▸ Problem to solve: Please indicate the number of lines in the listing below that include the string "args"; add nothing else.

-- Information provided follows --

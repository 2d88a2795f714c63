//! MCP server exposing the sandboxed file tools over stdio.
//!
//! Every tool call runs through the same [`ToolRegistry`] the in-process
//! agent uses, so the sandbox rules are identical on both sides. Tool
//! failures come back as error results whose text is `<kind>: <message>`.

use std::sync::Arc;

use rmcp::model::{
    CallToolRequestParam, CallToolResult, Content, Implementation, JsonObject, ListToolsResult,
    PaginatedRequestParam, ServerCapabilities, ServerInfo, Tool,
};
use rmcp::service::{RequestContext, RoleServer};
use rmcp::{ErrorData as McpError, ServerHandler};
use serde_json::Value;
use tracing::debug;

use fileagent::tools::ToolRegistry;

#[derive(Debug, Clone)]
pub struct FileToolsServer {
    registry: Arc<ToolRegistry>,
}

impl FileToolsServer {
    pub fn new(registry: ToolRegistry) -> Self {
        Self {
            registry: Arc::new(registry),
        }
    }

    /// The registry's tool specs as MCP tool descriptors.
    pub fn tools(&self) -> Vec<Tool> {
        self.registry
            .specs()
            .into_iter()
            .map(|spec| {
                let schema = match spec.input_schema {
                    Value::Object(schema) => schema,
                    _ => JsonObject::new(),
                };
                Tool::new(spec.name, spec.description, Arc::new(schema))
            })
            .collect()
    }

    /// Run one tool synchronously and wrap the outcome as a call result.
    pub fn call(&self, name: &str, arguments: Option<JsonObject>) -> CallToolResult {
        let args = arguments.unwrap_or_default();
        match self.registry.dispatch(name, &args) {
            Ok(output) => {
                debug!(tool = name, "tool call succeeded");
                CallToolResult::success(vec![Content::text(output.render())])
            }
            Err(err) => {
                debug!(tool = name, kind = err.kind(), "tool call failed");
                CallToolResult::error(vec![Content::text(format!("{}: {err}", err.kind()))])
            }
        }
    }
}

impl ServerHandler for FileToolsServer {
    fn get_info(&self) -> ServerInfo {
        ServerInfo {
            instructions: Some(
                "Read-only access to text files under one root directory. Use 'search_files' \
                to find relevant lines, 'read_file' to read a file, and 'list_files' to see \
                what is available."
                    .into(),
            ),
            capabilities: ServerCapabilities::builder().enable_tools().build(),
            server_info: Implementation::from_build_env(),
            ..Default::default()
        }
    }

    async fn list_tools(
        &self,
        _request: Option<PaginatedRequestParam>,
        _context: RequestContext<RoleServer>,
    ) -> Result<ListToolsResult, McpError> {
        Ok(ListToolsResult::with_all_items(self.tools()))
    }

    async fn call_tool(
        &self,
        request: CallToolRequestParam,
        _context: RequestContext<RoleServer>,
    ) -> Result<CallToolResult, McpError> {
        let server = self.clone();
        let name = request.name.to_string();
        tokio::task::spawn_blocking(move || server.call(&name, request.arguments))
            .await
            .map_err(|err| McpError::internal_error(format!("tool task failed: {err}"), None))
    }
}
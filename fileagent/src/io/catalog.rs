//! File catalog: allowed files under the sandbox root in a stable order.

use std::path::PathBuf;

use tracing::{debug, instrument};
use walkdir::WalkDir;

use crate::error::ToolError;
use crate::io::sandbox::Sandbox;

/// Iterate allowed files under the root, depth-first with entries sorted by
/// file name.
///
/// Symlinks are not followed and symlinked files are skipped, so every
/// yielded path is a real descendant of the root. Unreadable directory
/// entries are skipped.
pub fn walk_allowed(sandbox: &Sandbox) -> impl Iterator<Item = PathBuf> + '_ {
    WalkDir::new(sandbox.root())
        .follow_links(false)
        .sort_by_file_name()
        .into_iter()
        .filter_map(Result::ok)
        .filter(|entry| entry.file_type().is_file())
        .map(walkdir::DirEntry::into_path)
        .filter(|path| sandbox.extensions().allows(path))
}

/// List up to `max_files` allowed files as absolute paths.
///
/// A larger tree yields a partial list, not an error.
#[instrument(skip_all, fields(root = %sandbox.root().display(), max_files = max_files))]
pub fn list_files(sandbox: &Sandbox, max_files: usize) -> Result<Vec<PathBuf>, ToolError> {
    sandbox.ensure_root()?;
    let files: Vec<PathBuf> = walk_allowed(sandbox).take(max_files).collect();
    debug!(count = files.len(), "listed files");
    Ok(files)
}

#[cfg(test)]
mod tests {
    use super::*;
    use crate::io::sandbox::ExtensionSet;
    use std::fs;

    fn fixture() -> (tempfile::TempDir, Sandbox) {
        let temp = tempfile::tempdir().expect("tempdir");
        let root = temp.path();
        fs::create_dir_all(root.join("b/nested")).expect("mkdir");
        fs::create_dir_all(root.join("a")).expect("mkdir");
        fs::write(root.join("z.txt"), "z").expect("write");
        fs::write(root.join("b/nested/deep.md"), "deep").expect("write");
        fs::write(root.join("b/first.log"), "log").expect("write");
        fs::write(root.join("a/image.png"), "png").expect("write");
        fs::write(root.join("a/readme.MD"), "readme").expect("write");
        let sandbox =
            Sandbox::new(root, ExtensionSet::new(["txt", "md", "log"])).expect("sandbox");
        (temp, sandbox)
    }

    fn relative(sandbox: &Sandbox, paths: &[PathBuf]) -> Vec<String> {
        paths
            .iter()
            .map(|p| {
                p.strip_prefix(sandbox.root())
                    .expect("under root")
                    .to_string_lossy()
                    .replace('\\', "/")
            })
            .collect()
    }

    #[test]
    fn lists_allowed_files_depth_first_sorted() {
        let (_temp, sandbox) = fixture();
        let files = list_files(&sandbox, 100).expect("list");
        assert_eq!(
            relative(&sandbox, &files),
            vec!["a/readme.MD", "b/first.log", "b/nested/deep.md", "z.txt"]
        );
        assert!(files.iter().all(|p| p.is_absolute()));
    }

    #[test]
    fn order_is_stable_across_calls() {
        let (_temp, sandbox) = fixture();
        let first = list_files(&sandbox, 100).expect("list");
        let second = list_files(&sandbox, 100).expect("list");
        assert_eq!(first, second);
    }

    #[test]
    fn stops_at_max_files() {
        let (_temp, sandbox) = fixture();
        let files = list_files(&sandbox, 2).expect("list");
        assert_eq!(relative(&sandbox, &files), vec!["a/readme.MD", "b/first.log"]);
    }

    #[test]
    fn vanished_root_is_reported() {
        let (temp, sandbox) = fixture();
        drop(temp);
        let err = list_files(&sandbox, 10).unwrap_err();
        assert_eq!(err.kind(), "RootNotFound");
    }

    #[cfg(unix)]
    #[test]
    fn symlinked_files_are_not_listed() {
        let (temp, sandbox) = fixture();
        let outside = tempfile::tempdir().expect("tempdir");
        fs::write(outside.path().join("secret.txt"), "secret").expect("write");
        std::os::unix::fs::symlink(
            outside.path().join("secret.txt"),
            temp.path().join("link.txt"),
        )
        .expect("symlink");

        let files = list_files(&sandbox, 100).expect("list");
        assert!(!relative(&sandbox, &files).contains(&"link.txt".to_string()));
    }
}
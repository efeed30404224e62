//! Integration-level tests for the `dimq` facade crate.

use dimq::*;

use approx::{assert_abs_diff_eq, assert_relative_eq};
use proptest::prelude::*;

#[derive(Dimension)]
#[dimension(time = -2, mass = 1, length = 1)]
pub enum Weight {}

#[derive(Dimension)]
#[dimension(angle = 1)]
pub struct Heading;

#[derive(Dimension)]
pub enum Ratio {}

#[test]
fn newtons_second_law() {
    let m = Kilograms::new(20.0);
    let a = MetersPerSecondSquared::new(9.81);
    let f: Newtons = m * a;
    assert_abs_diff_eq!(f.value(), 196.2, epsilon = 1e-4);
}

#[test]
fn accumulate_in_place() {
    let mut d = Meters::new(1.5);
    d += Meters::new(2.5);
    assert_eq!(d.value(), 4.0);
    d -= Meters::new(1.0);
    assert_eq!(d.value(), 3.0);
}

#[test]
fn like_quotient_is_dimensionless() {
    let r: Unitless = Meters::new(10.0) / Meters::new(2.0);
    assert_eq!(r.value(), 5.0);
    assert!(Unitless::DIMENSION.is_dimensionless());
}

#[test]
fn ordering_agrees_with_scalars() {
    let pairs = [(1.0, 2.0), (2.0, 1.0), (3.0, 3.0), (-0.5, 0.5)];
    for (x, y) in pairs {
        let (a, b) = (Newtons::new(x), Newtons::new(y));
        assert_eq!(a < b, x < y);
        assert_eq!(a <= b, x <= y);
        assert_eq!(a > b, x > y);
        assert_eq!(a >= b, x >= y);
        assert_eq!(a == b, x == y);
        assert_eq!(a != b, x != y);
    }
}

#[test]
fn nan_is_unordered() {
    let nan = Quantity::<dims::Time, f64>::new(f64::NAN);
    assert!(nan != nan);
    assert_eq!(nan.partial_cmp(&Quantity::new(1.0)), None);
}

#[test]
fn derived_marker_converts_both_ways() {
    let f: Newtons = Kilograms::new(3.0) * MetersPerSecondSquared::new(2.0);
    let w = Quantity::<Weight>::convert(f);
    assert_eq!(w.value(), 6.0);
    assert_eq!(Quantity::<Weight>::DIMENSION, Newtons::DIMENSION);

    let back: Newtons = w.to_dimension();
    assert_eq!(back, f);
}

#[test]
fn derived_markers_have_expected_exponents() {
    assert_eq!(Weight::EXPONENTS.as_array(), [-2, 1, 1, 0, 0, 0, 0, 0]);
    assert_eq!(Heading::EXPONENTS, dims::Angle::EXPONENTS);
    assert!(Ratio::EXPONENTS.is_dimensionless());
    assert!(dimension_equal::<Weight, dims::Force>());
    assert!(!dimension_equal::<Weight, dims::Torque>());
}

assert_same_dimension!(Weight, dims::Force);
assert_same_dimension!(Product<dims::Mass, dims::Accel>, Weight);
assert_same_dimension!(Heading, dims::Angle);

#[test]
fn derived_marker_takes_part_in_algebra() {
    let w = Quantity::<Weight>::new(10.0);
    let torque: NewtonMeters = (w * Meters::new(0.5)).to_dimension();
    assert_eq!(torque.value(), 5.0);

    let turn = Quantity::<Heading, f64>::new(core::f64::consts::PI);
    let rate: Quantity<dims::AngSpeed, f64> = (turn / Quantity::<dims::Time, f64>::new(2.0)).to_dimension();
    assert_abs_diff_eq!(rate.value(), core::f64::consts::FRAC_PI_2, epsilon = 1e-12);
}

#[test]
fn spring_and_damper_forces() {
    let k = NewtonsPerMeter::new(250.0);
    let b = NewtonSecondsPerMeter::new(4.0);
    let x = Meters::new(0.1);
    let v = MetersPerSecond::new(-0.5);
    let f: Newtons = -(k * x) - b * v;
    assert_abs_diff_eq!(f.value(), -23.0, epsilon = 1e-5);
}

#[test]
fn rotational_analogues() {
    let k = NewtonMetersPerRadian::new(12.0);
    let theta = Radians::new(0.25);
    let tau: NewtonMeters = k * theta;
    assert_abs_diff_eq!(tau.value(), 3.0, epsilon = 1e-12);

    let inertia = KilogramMetersSquared::new(2.0);
    let alpha = RadiansPerSecondSquared::new(1.5);
    let tau2: Quantity<Product<dims::MomentOfInertia, dims::AngAccel>> = inertia * alpha;
    assert_eq!(tau2.value(), 3.0);
    assert_ne!(tau2.dimension_string(), NewtonMeters::DIMENSION.to_string());
}

#[test]
fn density_times_volume_is_mass() {
    let rho = KilogramsPerCubicMeter::new(1000.0);
    let vol = CubicMeters::new(0.002);
    let m: Kilograms = rho * vol;
    assert_relative_eq!(m.value(), 2.0, max_relative = 1e-6);
}

#[test]
fn natural_frequency_via_sqrt() {
    let k = NewtonsPerMeter::new(400.0);
    let m = Kilograms::new(4.0);
    let omega: Quantity<Root<Quotient<dims::Stiffness, dims::Mass>>> = sqrt(k / m);
    assert_abs_diff_eq!(omega.value(), 10.0, epsilon = 1e-12);
    assert_eq!(omega.dimension_string(), "T^-1");
}

#[test]
fn display_shows_scalar() {
    assert_eq!(Newtons::new(196.2).to_string(), "196.2");
    assert_eq!(format!("{:>8.3}", Meters::new(1.5)), "   1.500");
}

#[test]
fn default_is_zero() {
    assert_eq!(Newtons::default().value(), 0.0);
    assert_eq!(Quantity::<Weight, i64>::default().value(), 0);
}

#[test]
fn division_by_zero_is_infinite() {
    let v: MetersPerSecond = Meters::new(1.0) / Seconds::new(0.0);
    assert!(v.value().is_infinite());
    assert!(v.value().is_sign_positive());
}

#[test]
fn scalar_scaling_keeps_dimension() {
    let f = Newtons::new(10.0);
    let doubled: Newtons = 2.0 * f;
    let halved: Newtons = f / 2.0;
    assert_eq!(doubled.value(), 20.0);
    assert_eq!(halved.value(), 5.0);
}

#[test]
fn sum_over_iterator() {
    let forces = [Newtons::new(1.0), Newtons::new(-3.0), Newtons::new(7.5)];
    let net: Newtons = forces.iter().sum();
    assert_eq!(net.value(), 5.5);
}

#[test]
fn quantities_are_send_and_sync() {
    fn assert_send_sync<T: Send + Sync>() {}
    assert_send_sync::<Newtons>();
    assert_send_sync::<Quantity<Weight, i32>>();
}

#[test]
fn exponents_error_messages() {
    let err = dims::Length::EXPONENTS.checked_sqrt().unwrap_err();
    assert_eq!(
        err.to_string(),
        "cannot take the square root of a dimension with odd length exponent 1"
    );

    let err = dims::Force::EXPONENTS.ensure_matches(dims::Torque::EXPONENTS).unwrap_err();
    assert_eq!(err.to_string(), "dimension mismatch: expected T^-2·M·L, found T^-2·M·L^2");
}

proptest! {
    #[test]
    fn prop_derived_marker_matches_named_dimension(m in 1e-3..1e3f64, a in -1e3..1e3f64) {
        let f: Quantity<dims::Force, f64> = Quantity::<dims::Mass, f64>::new(m) * Quantity::<dims::Accel, f64>::new(a);
        let w = Quantity::<Weight, f64>::convert(f);
        prop_assert_eq!(w.value(), m * a);
        prop_assert_eq!(w.to_dimension::<dims::Force>(), f);
    }

    #[test]
    fn prop_ordering_agrees_with_scalars(x in -1e6..1e6f64, y in -1e6..1e6f64) {
        let (a, b) = (Quantity::<Weight, f64>::new(x), Quantity::<Weight, f64>::new(y));
        prop_assert_eq!(a < b, x < y);
        prop_assert_eq!(a >= b, x >= y);
        prop_assert_eq!(a == b, x == y);
    }

    #[test]
    fn prop_accumulation_matches_scalars(xs in proptest::collection::vec(-1e3..1e3f64, 0..32)) {
        let mut total = Quantity::<dims::Length, f64>::default();
        for &x in &xs {
            total += Quantity::new(x);
        }
        prop_assert_eq!(total.value(), xs.iter().fold(0.0, |acc, x| acc + x));
    }
}

trait DimensionString {
    fn dimension_string(&self) -> String;
}

impl<D: Dimension, V> DimensionString for Quantity<D, V> {
    fn dimension_string(&self) -> String {
        D::EXPONENTS.to_string()
    }
}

-- Information provided concluded --

▸ Your solution: 2